## [Supplied records]

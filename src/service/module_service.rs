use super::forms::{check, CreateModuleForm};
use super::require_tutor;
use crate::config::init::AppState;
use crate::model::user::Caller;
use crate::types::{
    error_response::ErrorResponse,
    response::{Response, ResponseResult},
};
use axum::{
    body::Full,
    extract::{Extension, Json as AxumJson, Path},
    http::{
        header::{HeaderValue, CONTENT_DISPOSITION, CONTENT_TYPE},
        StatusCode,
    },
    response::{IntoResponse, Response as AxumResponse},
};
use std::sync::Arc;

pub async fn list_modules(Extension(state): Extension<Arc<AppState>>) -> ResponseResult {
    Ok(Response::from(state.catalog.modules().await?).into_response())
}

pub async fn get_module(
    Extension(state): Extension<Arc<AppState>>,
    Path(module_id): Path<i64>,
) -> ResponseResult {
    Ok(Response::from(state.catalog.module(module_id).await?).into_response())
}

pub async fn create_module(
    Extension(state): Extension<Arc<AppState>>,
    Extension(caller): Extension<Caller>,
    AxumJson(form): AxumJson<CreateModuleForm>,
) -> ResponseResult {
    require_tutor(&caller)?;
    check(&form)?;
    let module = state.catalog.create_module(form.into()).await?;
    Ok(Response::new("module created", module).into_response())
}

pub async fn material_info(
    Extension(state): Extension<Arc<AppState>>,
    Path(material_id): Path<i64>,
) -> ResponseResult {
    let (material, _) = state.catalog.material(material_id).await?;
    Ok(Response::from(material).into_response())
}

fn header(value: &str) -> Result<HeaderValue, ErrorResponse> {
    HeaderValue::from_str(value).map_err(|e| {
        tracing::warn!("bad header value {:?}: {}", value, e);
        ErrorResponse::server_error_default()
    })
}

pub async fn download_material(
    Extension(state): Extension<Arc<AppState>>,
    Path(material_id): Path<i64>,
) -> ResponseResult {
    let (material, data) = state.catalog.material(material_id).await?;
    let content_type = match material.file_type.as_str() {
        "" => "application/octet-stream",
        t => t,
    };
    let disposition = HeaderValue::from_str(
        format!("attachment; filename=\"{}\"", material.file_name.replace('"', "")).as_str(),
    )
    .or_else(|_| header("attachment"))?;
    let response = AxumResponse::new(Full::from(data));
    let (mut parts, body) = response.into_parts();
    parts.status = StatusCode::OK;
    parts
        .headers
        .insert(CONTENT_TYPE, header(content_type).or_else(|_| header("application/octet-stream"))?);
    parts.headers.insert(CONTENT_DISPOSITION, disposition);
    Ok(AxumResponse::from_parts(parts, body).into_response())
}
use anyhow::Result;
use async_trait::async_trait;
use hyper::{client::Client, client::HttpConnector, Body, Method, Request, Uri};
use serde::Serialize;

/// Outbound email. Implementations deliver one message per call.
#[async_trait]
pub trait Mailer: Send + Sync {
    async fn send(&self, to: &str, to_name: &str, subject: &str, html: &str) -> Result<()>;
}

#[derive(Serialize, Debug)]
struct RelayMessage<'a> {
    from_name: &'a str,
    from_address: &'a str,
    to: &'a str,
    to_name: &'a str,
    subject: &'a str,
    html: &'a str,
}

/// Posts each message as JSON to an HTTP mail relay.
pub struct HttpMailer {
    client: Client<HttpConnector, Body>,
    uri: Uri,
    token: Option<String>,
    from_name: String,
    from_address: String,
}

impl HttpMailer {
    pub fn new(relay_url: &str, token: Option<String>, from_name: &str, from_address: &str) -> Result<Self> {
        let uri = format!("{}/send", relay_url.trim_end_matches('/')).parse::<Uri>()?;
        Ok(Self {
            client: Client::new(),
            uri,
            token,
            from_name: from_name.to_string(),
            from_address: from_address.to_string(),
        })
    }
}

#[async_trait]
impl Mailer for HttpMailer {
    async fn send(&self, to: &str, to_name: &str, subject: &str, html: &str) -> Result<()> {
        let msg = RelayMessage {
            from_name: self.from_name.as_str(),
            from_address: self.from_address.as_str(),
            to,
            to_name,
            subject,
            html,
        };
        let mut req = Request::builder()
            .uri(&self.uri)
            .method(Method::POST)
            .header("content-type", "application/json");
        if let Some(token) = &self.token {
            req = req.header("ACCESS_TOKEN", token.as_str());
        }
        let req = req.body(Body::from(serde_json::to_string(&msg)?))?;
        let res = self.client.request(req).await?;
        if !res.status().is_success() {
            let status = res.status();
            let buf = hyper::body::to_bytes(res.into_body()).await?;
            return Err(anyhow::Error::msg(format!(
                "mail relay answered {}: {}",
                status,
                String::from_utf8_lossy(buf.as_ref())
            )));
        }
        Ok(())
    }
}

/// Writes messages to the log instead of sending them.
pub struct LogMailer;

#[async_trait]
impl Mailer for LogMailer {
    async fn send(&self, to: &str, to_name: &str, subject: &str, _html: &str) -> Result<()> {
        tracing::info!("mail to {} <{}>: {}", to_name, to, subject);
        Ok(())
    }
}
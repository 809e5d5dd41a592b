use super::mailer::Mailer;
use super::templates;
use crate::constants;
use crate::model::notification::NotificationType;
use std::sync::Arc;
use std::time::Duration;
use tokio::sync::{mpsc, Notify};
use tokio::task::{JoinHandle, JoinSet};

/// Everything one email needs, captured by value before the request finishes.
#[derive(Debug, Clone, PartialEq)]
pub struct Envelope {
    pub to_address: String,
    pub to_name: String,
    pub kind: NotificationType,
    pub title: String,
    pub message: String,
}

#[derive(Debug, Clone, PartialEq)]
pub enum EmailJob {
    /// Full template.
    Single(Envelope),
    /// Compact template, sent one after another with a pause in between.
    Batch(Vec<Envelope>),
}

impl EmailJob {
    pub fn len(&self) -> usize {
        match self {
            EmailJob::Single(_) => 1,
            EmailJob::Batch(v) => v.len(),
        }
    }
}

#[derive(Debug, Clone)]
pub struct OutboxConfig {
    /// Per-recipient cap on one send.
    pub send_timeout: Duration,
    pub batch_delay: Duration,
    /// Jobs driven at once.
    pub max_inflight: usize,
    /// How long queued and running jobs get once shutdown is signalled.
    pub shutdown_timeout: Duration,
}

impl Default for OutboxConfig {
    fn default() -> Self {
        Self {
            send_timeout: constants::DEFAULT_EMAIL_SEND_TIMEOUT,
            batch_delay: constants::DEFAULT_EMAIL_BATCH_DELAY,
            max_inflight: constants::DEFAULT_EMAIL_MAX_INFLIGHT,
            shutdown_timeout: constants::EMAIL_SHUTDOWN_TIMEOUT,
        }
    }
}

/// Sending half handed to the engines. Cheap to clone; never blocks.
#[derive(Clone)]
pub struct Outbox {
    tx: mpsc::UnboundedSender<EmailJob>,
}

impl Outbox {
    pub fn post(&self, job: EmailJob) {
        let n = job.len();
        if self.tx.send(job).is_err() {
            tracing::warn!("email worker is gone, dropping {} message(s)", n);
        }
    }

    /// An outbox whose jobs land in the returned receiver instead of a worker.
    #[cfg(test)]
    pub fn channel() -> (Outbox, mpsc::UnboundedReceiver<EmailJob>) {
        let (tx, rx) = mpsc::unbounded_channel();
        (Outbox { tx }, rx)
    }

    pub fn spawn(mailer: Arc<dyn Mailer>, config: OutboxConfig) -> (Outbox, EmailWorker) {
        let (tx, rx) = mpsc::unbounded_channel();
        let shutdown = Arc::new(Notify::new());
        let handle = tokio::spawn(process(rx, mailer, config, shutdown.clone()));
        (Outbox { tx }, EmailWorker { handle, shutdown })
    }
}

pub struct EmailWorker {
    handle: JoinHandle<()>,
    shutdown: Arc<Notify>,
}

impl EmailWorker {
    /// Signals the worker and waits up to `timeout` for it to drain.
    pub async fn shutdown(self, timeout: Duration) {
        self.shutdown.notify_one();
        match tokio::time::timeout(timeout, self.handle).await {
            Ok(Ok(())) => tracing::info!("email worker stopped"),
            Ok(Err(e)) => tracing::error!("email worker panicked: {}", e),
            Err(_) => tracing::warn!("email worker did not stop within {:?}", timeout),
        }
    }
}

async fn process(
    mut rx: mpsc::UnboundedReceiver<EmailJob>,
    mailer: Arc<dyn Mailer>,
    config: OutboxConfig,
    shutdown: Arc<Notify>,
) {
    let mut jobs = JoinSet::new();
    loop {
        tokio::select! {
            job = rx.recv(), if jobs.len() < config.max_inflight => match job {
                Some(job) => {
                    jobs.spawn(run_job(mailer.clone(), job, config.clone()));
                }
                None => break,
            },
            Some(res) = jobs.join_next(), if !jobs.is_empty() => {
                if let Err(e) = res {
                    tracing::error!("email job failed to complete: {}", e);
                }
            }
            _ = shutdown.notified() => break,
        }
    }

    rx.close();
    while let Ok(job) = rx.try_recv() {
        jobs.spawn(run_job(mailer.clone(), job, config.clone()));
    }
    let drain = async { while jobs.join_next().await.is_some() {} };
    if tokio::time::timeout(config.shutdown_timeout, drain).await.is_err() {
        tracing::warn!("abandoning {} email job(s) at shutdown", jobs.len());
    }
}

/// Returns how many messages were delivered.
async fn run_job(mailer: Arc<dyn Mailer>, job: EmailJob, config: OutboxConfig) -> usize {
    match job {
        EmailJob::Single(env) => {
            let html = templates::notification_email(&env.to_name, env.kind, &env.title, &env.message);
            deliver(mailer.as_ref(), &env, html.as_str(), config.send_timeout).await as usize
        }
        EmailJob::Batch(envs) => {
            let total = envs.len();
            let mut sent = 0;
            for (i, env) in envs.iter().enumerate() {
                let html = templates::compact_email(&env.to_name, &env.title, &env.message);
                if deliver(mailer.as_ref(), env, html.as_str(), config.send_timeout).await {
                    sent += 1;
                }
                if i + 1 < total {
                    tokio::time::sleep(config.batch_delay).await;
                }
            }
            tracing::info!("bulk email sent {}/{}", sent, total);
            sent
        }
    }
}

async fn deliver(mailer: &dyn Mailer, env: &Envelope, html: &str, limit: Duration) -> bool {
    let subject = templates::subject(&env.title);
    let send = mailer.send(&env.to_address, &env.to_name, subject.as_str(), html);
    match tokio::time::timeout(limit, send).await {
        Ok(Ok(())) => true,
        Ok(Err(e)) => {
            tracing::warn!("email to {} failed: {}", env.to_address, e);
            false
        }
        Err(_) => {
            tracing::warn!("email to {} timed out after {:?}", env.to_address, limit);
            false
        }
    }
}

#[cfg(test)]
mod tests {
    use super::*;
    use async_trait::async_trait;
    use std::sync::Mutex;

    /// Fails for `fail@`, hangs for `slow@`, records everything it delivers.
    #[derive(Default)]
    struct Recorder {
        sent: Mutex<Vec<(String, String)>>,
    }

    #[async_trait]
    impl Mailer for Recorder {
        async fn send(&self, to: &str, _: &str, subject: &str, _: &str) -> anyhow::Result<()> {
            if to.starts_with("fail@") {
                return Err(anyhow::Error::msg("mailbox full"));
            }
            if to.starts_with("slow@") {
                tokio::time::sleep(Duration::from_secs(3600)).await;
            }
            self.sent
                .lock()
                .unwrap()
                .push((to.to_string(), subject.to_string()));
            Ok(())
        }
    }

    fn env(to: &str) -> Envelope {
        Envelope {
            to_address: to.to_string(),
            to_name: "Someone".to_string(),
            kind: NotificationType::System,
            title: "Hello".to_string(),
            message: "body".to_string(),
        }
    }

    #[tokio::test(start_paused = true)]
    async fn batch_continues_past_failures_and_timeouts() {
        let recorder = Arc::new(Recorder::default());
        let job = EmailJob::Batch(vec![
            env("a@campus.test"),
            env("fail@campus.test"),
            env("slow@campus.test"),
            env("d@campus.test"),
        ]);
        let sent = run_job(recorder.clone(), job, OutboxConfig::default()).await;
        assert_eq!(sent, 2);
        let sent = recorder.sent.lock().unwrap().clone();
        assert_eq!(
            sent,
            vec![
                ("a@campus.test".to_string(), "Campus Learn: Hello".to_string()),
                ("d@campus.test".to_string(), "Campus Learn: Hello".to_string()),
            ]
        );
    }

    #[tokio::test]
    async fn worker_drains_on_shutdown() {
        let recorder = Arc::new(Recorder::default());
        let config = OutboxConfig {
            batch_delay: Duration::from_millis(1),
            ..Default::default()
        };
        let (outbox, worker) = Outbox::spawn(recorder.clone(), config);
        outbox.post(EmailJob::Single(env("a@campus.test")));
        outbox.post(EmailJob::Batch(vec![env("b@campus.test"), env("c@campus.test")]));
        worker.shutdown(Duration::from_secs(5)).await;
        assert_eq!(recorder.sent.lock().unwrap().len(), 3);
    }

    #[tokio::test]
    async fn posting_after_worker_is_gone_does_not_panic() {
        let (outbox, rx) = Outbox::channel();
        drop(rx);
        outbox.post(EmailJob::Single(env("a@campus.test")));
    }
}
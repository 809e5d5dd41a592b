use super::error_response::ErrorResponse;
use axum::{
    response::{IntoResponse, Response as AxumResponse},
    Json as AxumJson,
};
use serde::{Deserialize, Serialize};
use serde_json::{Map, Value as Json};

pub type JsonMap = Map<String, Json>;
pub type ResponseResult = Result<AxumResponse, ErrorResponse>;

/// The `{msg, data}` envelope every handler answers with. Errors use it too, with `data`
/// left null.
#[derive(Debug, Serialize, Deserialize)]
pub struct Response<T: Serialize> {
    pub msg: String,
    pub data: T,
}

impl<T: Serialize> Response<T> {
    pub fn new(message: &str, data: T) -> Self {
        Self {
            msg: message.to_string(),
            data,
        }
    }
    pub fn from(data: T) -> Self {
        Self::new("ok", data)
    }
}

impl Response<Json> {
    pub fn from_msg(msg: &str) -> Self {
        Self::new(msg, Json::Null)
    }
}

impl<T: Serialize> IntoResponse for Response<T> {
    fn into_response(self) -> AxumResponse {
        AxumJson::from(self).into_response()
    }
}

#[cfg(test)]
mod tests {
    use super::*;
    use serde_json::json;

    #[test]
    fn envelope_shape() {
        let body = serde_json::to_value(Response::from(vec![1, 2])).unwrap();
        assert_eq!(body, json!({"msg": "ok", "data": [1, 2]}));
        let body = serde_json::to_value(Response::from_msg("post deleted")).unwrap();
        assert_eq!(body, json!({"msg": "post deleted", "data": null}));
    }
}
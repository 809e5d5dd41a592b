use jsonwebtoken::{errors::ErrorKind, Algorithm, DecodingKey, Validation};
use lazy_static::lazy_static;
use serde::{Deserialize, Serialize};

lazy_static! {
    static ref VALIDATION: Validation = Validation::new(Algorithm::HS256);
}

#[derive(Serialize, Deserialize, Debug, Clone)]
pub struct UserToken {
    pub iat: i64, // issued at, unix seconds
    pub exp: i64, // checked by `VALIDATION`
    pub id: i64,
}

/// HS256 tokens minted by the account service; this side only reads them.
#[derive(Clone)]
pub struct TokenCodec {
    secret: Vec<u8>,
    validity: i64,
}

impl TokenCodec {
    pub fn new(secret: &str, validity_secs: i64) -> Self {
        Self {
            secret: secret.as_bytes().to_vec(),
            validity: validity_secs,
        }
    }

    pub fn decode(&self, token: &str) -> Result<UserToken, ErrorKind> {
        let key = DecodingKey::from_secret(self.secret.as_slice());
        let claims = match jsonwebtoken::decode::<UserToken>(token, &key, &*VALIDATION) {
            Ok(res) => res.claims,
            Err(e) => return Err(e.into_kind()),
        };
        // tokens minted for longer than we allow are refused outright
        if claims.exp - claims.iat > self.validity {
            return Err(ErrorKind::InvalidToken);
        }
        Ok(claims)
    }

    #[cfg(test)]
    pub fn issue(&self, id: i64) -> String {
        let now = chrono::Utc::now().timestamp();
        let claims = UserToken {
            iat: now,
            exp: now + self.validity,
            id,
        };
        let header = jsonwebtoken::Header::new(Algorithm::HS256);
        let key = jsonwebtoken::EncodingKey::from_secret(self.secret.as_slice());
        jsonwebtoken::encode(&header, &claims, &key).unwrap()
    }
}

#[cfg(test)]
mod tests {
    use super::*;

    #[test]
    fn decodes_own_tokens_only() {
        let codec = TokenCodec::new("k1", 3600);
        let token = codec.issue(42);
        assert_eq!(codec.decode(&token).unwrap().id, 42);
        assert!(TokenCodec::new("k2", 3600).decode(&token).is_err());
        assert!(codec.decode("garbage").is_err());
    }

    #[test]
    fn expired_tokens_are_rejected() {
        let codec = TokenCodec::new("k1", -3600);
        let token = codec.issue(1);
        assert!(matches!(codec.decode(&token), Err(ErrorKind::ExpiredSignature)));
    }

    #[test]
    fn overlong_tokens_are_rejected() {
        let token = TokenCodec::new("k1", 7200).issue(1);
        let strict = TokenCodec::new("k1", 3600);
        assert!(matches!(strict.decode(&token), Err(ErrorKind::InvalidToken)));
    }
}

## [How to complete this task]
Lines containing the word "title" are to be located in the entries and copied.

## [Response area]
    pub title: String,
            let html = templates::notification_email(&env.to_name, env.kind, &env.title, &env.message);
                let html = templates::compact_email(&env.to_name, &env.title, &env.message);
    let subject = templates::subject(&env.title);
            title: "Hello".to_string(),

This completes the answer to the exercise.